Disfarcei, em vão. Ele pegou uma garrafa — uma das bebidas mais fracas, mas de coloração bela e aroma um tanto forte. Encheu o copo e o fez escorregar até a minha mão. Apreciei o aroma, enquanto ele se virava e ia atender outro cliente.

—"Por conta da casa."

—Gentileza sua.

Parei de prosa e enrolação e tomei o primeiro gole, sentindo minha garganta arder. Era fraca para bebidas, ou ao menos tentava ser. Queria me sentir mais humana, e para isso, imitava algumas pessoas — mulheres que não passavam do terceiro copo, por exemplo — por mais estúpido que fosse.

Confesso que era uma mania meio que desnecessária da minha parte, mas que podia eu fazer? Havia se tornado um hábito peculiar, e eu não me esforçava para largá-lo — embora quando me visse só, usufruía demasiadamente de drogas e bebidas. Eu confundia à mim mesma com essa dupla personalidade.

Agora minha pequena novela mexicana estava a chegar ao fim. Connor e Abigail deixaram à mesa com uma desculpa esfarrapada de que iriam ao toilette. Mas estavam todos embriagados de tabaco e álcool, e conversas paralelas, risadas e afagos, que não se deram conta do que estava acontecendo. E isso era divertido, para mim, claro, que assistia de longe, como uma telespectadora fiel ao programa.

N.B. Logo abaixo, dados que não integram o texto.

#[cfg(test)]
mod tests {
    use super::*;
    use crate::foundation::math::Vec3;
    use crate::render::api::{Capability, TextureDesc, TextureFormat, TextureId, UniformValue};
    use crate::render::backends::recording::{CallLog, GpuCall};
    use crate::render::mesh::MeshData;
    use crate::render::renderers::test_support::fixture;

    fn cube_map(state: &mut StateCache, name: &str) -> Rc<Texture> {
        let desc = TextureDesc { kind: TextureKind::TextureCube, width: 64, height: 64, format: TextureFormat::Depth, samples: 1 };
        Rc::new(Texture::create(state, name, desc))
    }

    /// Texture slot that was active when `texture` was bound as a cube map
    fn cube_bind_slot(log: &CallLog, texture: TextureId) -> Option<u32> {
        let mut slot = None;
        for call in log.calls().iter() {
            match call {
                GpuCall::ActiveTexture(active) => slot = Some(*active),
                GpuCall::BindTexture(TextureKind::TextureCube, Some(bound)) if *bound == texture => return slot,
                _ => {}
            }
        }
        None
    }

    fn triangle(state: &mut StateCache, name: &str) -> Object3D {
        let data = MeshData::positions(vec![0.0, 0.0, 0.0, 1.0, 0.0, 0.0, 0.0, 1.0, 0.0], 3);
        Object3D::with_material(state, name, &data, Some(Rc::new(Material::new("plain"))))
    }

    #[test]
    fn test_outline_issues_second_scaled_draw() {
        let (mut state, log, settings) = fixture();
        let mut renderer = ObjectRenderer::new(&mut state, &ShaderLibrary::Embedded).unwrap();
        let mut object = triangle(&mut state, "outlined");
        let outline = object.add_outline();
        outline.enable(true);
        outline.set_scale(1.1).unwrap();
        log.clear();

        renderer.render(&mut state, &settings.context(), std::slice::from_ref(&object), None);

        assert_eq!(log.draw_count(), 2);
        let models = log.uniform_values("matrices.model_matrix");
        assert_eq!(models.len(), 2);
        match models[1] {
            UniformValue::Mat4(m) => approx::assert_relative_eq!(m[(0, 0)], 1.1, epsilon = 1e-6),
            other => panic!("Unexpected uniform: {:?}", other),
        }
        assert!(log.last_uniform("outline_color").is_some());
        let calls = log.calls();
        let first_draw = calls.iter().position(GpuCall::is_draw).unwrap();
        let not_equal = calls.iter().position(|c| matches!(c, GpuCall::StencilFunc(crate::render::api::StencilFunc::NotEqual, 1, _))).unwrap();
        assert!(first_draw < not_equal);
    }

    #[test]
    fn test_outline_skipped_outside_full_render() {
        let (mut state, log, settings) = fixture();
        let mut renderer = ObjectRenderer::new(&mut state, &ShaderLibrary::Embedded).unwrap();
        let mut object = triangle(&mut state, "outlined");
        object.add_outline().enable(true);
        renderer.set_full_render(false);
        log.clear();

        renderer.render(&mut state, &settings.context(), std::slice::from_ref(&object), None);
        assert_eq!(log.draw_count(), 1);
        assert!(log.last_uniform("outline_color").is_none());
    }

    #[test]
    fn test_always_visible_outline_restores_depth_test() {
        let (mut state, log, settings) = fixture();
        let mut renderer = ObjectRenderer::new(&mut state, &ShaderLibrary::Embedded).unwrap();
        let mut outlined = triangle(&mut state, "outlined");
        let outline = outlined.add_outline();
        outline.enable(true);
        outline.set_always_visible(true);
        let plain = triangle(&mut state, "plain");
        log.clear();

        renderer.render(&mut state, &settings.context(), &[outlined, plain], None);

        assert!(state.is_depth_test_enabled());
        let toggles: Vec<bool> = log
            .calls()
            .iter()
            .filter_map(|c| match c {
                GpuCall::SetCapability(Capability::DepthTest, enabled) => Some(*enabled),
                _ => None,
            })
            .collect();
        assert_eq!(toggles, vec![true, false, true]);
        assert_eq!(log.draw_count(), 3);
    }

    #[test]
    fn test_missing_material_textures_clear_their_slots() {
        let (mut state, log, settings) = fixture();
        let mut renderer = ObjectRenderer::new(&mut state, &ShaderLibrary::Embedded).unwrap();
        let object = triangle(&mut state, "bare");
        log.clear();

        renderer.render(&mut state, &settings.context(), std::slice::from_ref(&object), None);
        assert_eq!(log.last_uniform("object_material.has_diffuse_texture"), Some(UniformValue::Int(0)));
        assert_eq!(log.last_uniform("object_material.has_normalmap_texture"), Some(UniformValue::Int(0)));
        assert!(log.last_uniform("object_material.diffuse_texture").is_none());
    }

    #[test]
    fn test_flat_wireframe_uses_polygon_shader() {
        let (mut state, log, mut settings) = fixture();
        let mut renderer = ObjectRenderer::new(&mut state, &ShaderLibrary::Embedded).unwrap();
        let mut object = triangle(&mut state, "wire");
        object.add_outline().enable(true);
        settings.polygon_mode.wireframe = true;
        settings.polygon_mode.lines_color = Vec3::new(0.0, 1.0, 0.0);
        log.clear();

        renderer.render(&mut state, &settings.context(), std::slice::from_ref(&object), None);
        assert_eq!(log.draw_count(), 1);
        assert_eq!(log.last_uniform("lines_color"), Some(UniformValue::Vec3(Vec3::new(0.0, 1.0, 0.0))));
        assert!(log.last_uniform("object_material.ka").is_none());
    }

    #[test]
    fn test_depth_only_writes_model_matrix_only() {
        let (mut state, log, _settings) = fixture();
        let mut renderer = ObjectRenderer::new(&mut state, &ShaderLibrary::Embedded).unwrap();
        let mut depth_shader = ShaderLibrary::Embedded.load(&mut state, BuiltinShader::DirectionalDepth).unwrap();
        let objects = [triangle(&mut state, "a"), triangle(&mut state, "b")];
        state.activate_shader_program(&depth_shader);
        log.clear();

        renderer.render_depth(&mut state, &mut depth_shader, &objects);
        assert_eq!(log.draw_count(), 2);
        let uniforms = log.count(|c| matches!(c, GpuCall::SetUniform { .. }));
        assert_eq!(uniforms, 2);
        assert_eq!(log.uniform_values("matrices.model_matrix").len(), 2);
    }

    #[test]
    fn test_point_shadow_cube_map_bound_on_its_slot() {
        let (mut state, log, mut settings) = fixture();
        let mut renderer = ObjectRenderer::new(&mut state, &ShaderLibrary::Embedded).unwrap();
        let object = triangle(&mut state, "lit");
        settings.lights.enable_lighting(true);
        settings.shadows.enabled = true;
        let index = settings.lights.create_point_light().unwrap();
        settings.lights.point_light_mut(index).unwrap().enable(true);
        let depth_cube = cube_map(&mut state, "depth_map_point_lights_0");
        renderer.set_point_shadow_map(index, Some(Rc::clone(&depth_cube)));
        log.clear();

        renderer.render(&mut state, &settings.context(), std::slice::from_ref(&object), None);

        assert_eq!(cube_bind_slot(&log, depth_cube.id()), Some(POINT_SHADOW_MAP_FIRST_SLOT));
        assert_eq!(log.last_uniform("point_shadow_map_1"), Some(UniformValue::Int(4)));
    }

    #[test]
    fn test_reflective_material_samples_skybox_cube_map() {
        let (mut state, log, settings) = fixture();
        let mut renderer = ObjectRenderer::new(&mut state, &ShaderLibrary::Embedded).unwrap();
        let data = MeshData::positions(vec![0.0, 0.0, 0.0, 1.0, 0.0, 0.0, 0.0, 1.0, 0.0], 3);
        let mut chrome = Material::new("chrome");
        chrome.set_reflectivity(0.8).unwrap();
        let object = Object3D::with_material(&mut state, "mirror", &data, Some(Rc::new(chrome)));

        let mut skybox = Skybox::new(&mut state, "sky");
        let sky = cube_map(&mut state, "sky");
        skybox.set_texture(Some(Rc::clone(&sky))).unwrap();
        log.clear();

        renderer.render(&mut state, &settings.context(), std::slice::from_ref(&object), Some(&skybox));

        assert_eq!(cube_bind_slot(&log, sky.id()), Some(ENV_MAP_SLOT));
        assert_eq!(log.last_uniform("env_map_texture"), Some(UniformValue::Int(2)));
        assert_eq!(log.last_uniform("object_material.reflectivity"), Some(UniformValue::Float(0.8)));
        assert_eq!(log.draw_count(), 1);
    }
}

Todavia, me senti minimamente suja, por estar novamente invadindo a privacidade alheia — mesmo o casal deixando tudo tão explícito. Isso de certo modo me fez virar outra vez para o bar, a fim de esquecer o caso dos amantes — erroneamente, já que sabia que, vez ou outra, olharia discreta e curiosamente para trás.

—Você fuma?  Perdão, não me apresentei de maneira adequada. Lucian Cunningham, e você é...

Eis que surge do meu lado um sujeito desconhecido, que evitei olhar, a princípio, mas fui hipoteticamente obrigada a fazê-lo instantes depois. Era um homem... Razoável, podia assim dizer, olhando-o brevemente. Mas havia qualquer coisa que o diferenciava dos outros, e eu queria saber o que era — embora tivesse esquecido o meu exemplar de Dale Carnegie "Como Fazer Amigos e Influenciar Pessoas".

—Quem sabe?! — tentei sorrir, em vão. Os músculos de minha face pareceram se reunir em uma estranha careta. —Ebony. — . . .

Vamos! Como queres saber algo se não pergunta?! No entanto, eu não sabia sequer como prosseguir. Não era como se não tivesse conversado com outros 'caras' antes, ou como se ele fizesse eu me sentir insegura. Eu somente pensava demais, e falava de menos.